I bought the fabric at Hobby Lobby. It is a large floral print, and I spent some time repositioning the fabric on the cushion until I was happy with where the flowers were positioned on the seat. I don’t know why, but I found it helpful to take photos with my phone, then judge from the photo if I liked the placement of the flower pattern.
Next, I carefully turned the seat and fabric over being careful to keep the fabric in place. Then I trimmed some of the extra fabric leaving roughly 6 inches extra on all sides.
The next part is where I had some trouble. I have an old manual staple gun and it was very hard to operate. I couldn’t do it because I don’t have the grip strength (do to mild arthritis) so I enlisted the help of my daughter. She is a fit teenager who can drive a golf ball 175 yards, but could just barely make the darn staple gun work. The good thing is she could do it, but she could only do a few staples then would have to rest her hand. So the bottom line is, we put in fewer staples than we would have liked. You can put in more than we did, even put in two rows of staples if you want to.

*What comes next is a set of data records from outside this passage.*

//! Handler for the validate-models command

use crate::cli::ValidateModelsArgs;
use crate::config::Config;
use crate::error::{Error, Result};
use crate::handlers::{file_name, files_with_extensions};
use crate::output::OutputWriter;
use tracing::debug;
use wxmap_schemas::{load_document, validate_model_config, Report};

/// Validate the given model files, or every YAML file in the model
/// directory when none are named.
///
/// Exit contract: 0 all valid, 1 validation errors, 2 nothing to validate.
pub async fn handle_validate_models(
    args: ValidateModelsArgs,
    config: &Config,
    output: &mut OutputWriter,
) -> Result<()> {
    let files = if args.files.is_empty() {
        let dir = args
            .model_dir
            .unwrap_or_else(|| config.paths.models_dir.clone());
        files_with_extensions(&dir, &["yaml", "yml"])?
    } else {
        args.files
    };

    if files.is_empty() {
        return Err(Error::NoFilesToValidate);
    }

    let mut total_errors = 0usize;
    let mut total_warnings = 0usize;
    let mut valid_count = 0usize;

    for file in &files {
        let name = file_name(file);
        debug!("validating model config {name}");

        let report = match load_document(file) {
            Ok(doc) => validate_model_config(&doc),
            Err(e) => {
                // Structural failure: fatal to this file only.
                let mut report = Report::new();
                report.add_error("(file)", e.to_string());
                report
            }
        };

        if report.is_valid() {
            valid_count += 1;
            if output.is_verbose() {
                output.success(&format!("OK {name}"))?;
                for warning in report.warnings() {
                    output.warning(&format!("  {warning}"))?;
                }
            }
        } else {
            output.error(&format!("INVALID {name}"))?;
            for error in report.errors() {
                output.error(&format!("  {error}"))?;
            }
            for warning in report.warnings() {
                output.warning(&format!("  {warning}"))?;
            }
            total_errors += report.error_count();
        }

        total_warnings += report.warning_count();
    }

    output.writeln("")?;
    if total_errors == 0 {
        output.writeln(&format!(
            "All {} model configuration(s) valid",
            files.len()
        ))?;
        if total_warnings > 0 && !output.is_quiet() {
            output.writeln(&format!("  ({total_warnings} warning(s))"))?;
        }
        Ok(())
    } else {
        let invalid_files = files.len() - valid_count;
        output.writeln(&format!(
            "Validation failed: {total_errors} error(s) in {invalid_files} file(s)"
        ))?;
        if total_warnings > 0 && !output.is_quiet() {
            output.writeln(&format!("  ({total_warnings} warning(s))"))?;
        }
        Err(Error::ValidationFailed {
            errors: total_errors,
            files: invalid_files,
        })
    }
}

#[cfg(test)]
mod tests {
    use super::*;
    use crate::cli::ValidateModelsArgs;
    use tempfile::TempDir;

    fn output() -> OutputWriter {
        OutputWriter::with_writer(false, false, 0, Box::new(std::io::sink()))
    }

    fn args_for_dir(dir: &TempDir) -> ValidateModelsArgs {
        ValidateModelsArgs {
            files: Vec::new(),
            model_dir: Some(dir.path().to_path_buf()),
        }
    }

    const VALID_MODEL: &str = "\
model:
  id: gfs
  name: GFS
dimensions:
  type: forecast
source:
  type: local
  path: /data/gfs
grid:
  projection: latlon
schedule:
  cycles: [0, 6, 12, 18]
retention:
  hours: 48
parameters:
  - name: TMP
    levels:
      - type: isobaric
        values: [850, 500]
";

    #[tokio::test]
    async fn test_empty_directory_exits_2() {
        let dir = TempDir::new().unwrap();
        let result =
            handle_validate_models(args_for_dir(&dir), &Config::default(), &mut output()).await;
        let error = result.unwrap_err();
        assert!(matches!(error, Error::NoFilesToValidate));
        assert_eq!(error.exit_code(), 2);
    }

    #[tokio::test]
    async fn test_valid_file_passes() {
        let dir = TempDir::new().unwrap();
        std::fs::write(dir.path().join("gfs.yaml"), VALID_MODEL).unwrap();
        let result =
            handle_validate_models(args_for_dir(&dir), &Config::default(), &mut output()).await;
        assert!(result.is_ok());
    }

    #[tokio::test]
    async fn test_invalid_file_exits_1() {
        let dir = TempDir::new().unwrap();
        std::fs::write(dir.path().join("gfs.yaml"), VALID_MODEL).unwrap();
        std::fs::write(dir.path().join("broken.yaml"), "model:\n  id: gfs\n").unwrap();

        let result =
            handle_validate_models(args_for_dir(&dir), &Config::default(), &mut output()).await;
        match result.unwrap_err() {
            Error::ValidationFailed { files, .. } => {
                assert_eq!(files, 1);
            }
            other => panic!("unexpected error: {other}"),
        }
    }

    #[tokio::test]
    async fn test_unreadable_yaml_is_file_local() {
        let dir = TempDir::new().unwrap();
        std::fs::write(dir.path().join("bad.yaml"), "model: [unclosed\n").unwrap();
        std::fs::write(dir.path().join("good.yaml"), VALID_MODEL).unwrap();

        let result =
            handle_validate_models(args_for_dir(&dir), &Config::default(), &mut output()).await;
        // The malformed file fails, the good one still validates.
        match result.unwrap_err() {
            Error::ValidationFailed { errors, files } => {
                assert_eq!(errors, 1);
                assert_eq!(files, 1);
            }
            other => panic!("unexpected error: {other}"),
        }
    }
}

We (she) stapled the front first, then we pushed the cushion into that row of staples to tighten up the fabric and stapled the back (opposite side) of the cushion.
We repeated the process for the other two sides.
We left “flaps” as shown in the photos below at the four corners.
Next I pulled the flaps toward the center, and my daughter stapled them down. I trimmed extra fabric and applied Scotchgard Fabric & Upholstery Protector. Finally, I reattached the cushion to the chair frame with the original screws.
I am so glad I gave this tired chair a new chance at life!
I hope you are having a fab day. All my best, and thanks again for joining me!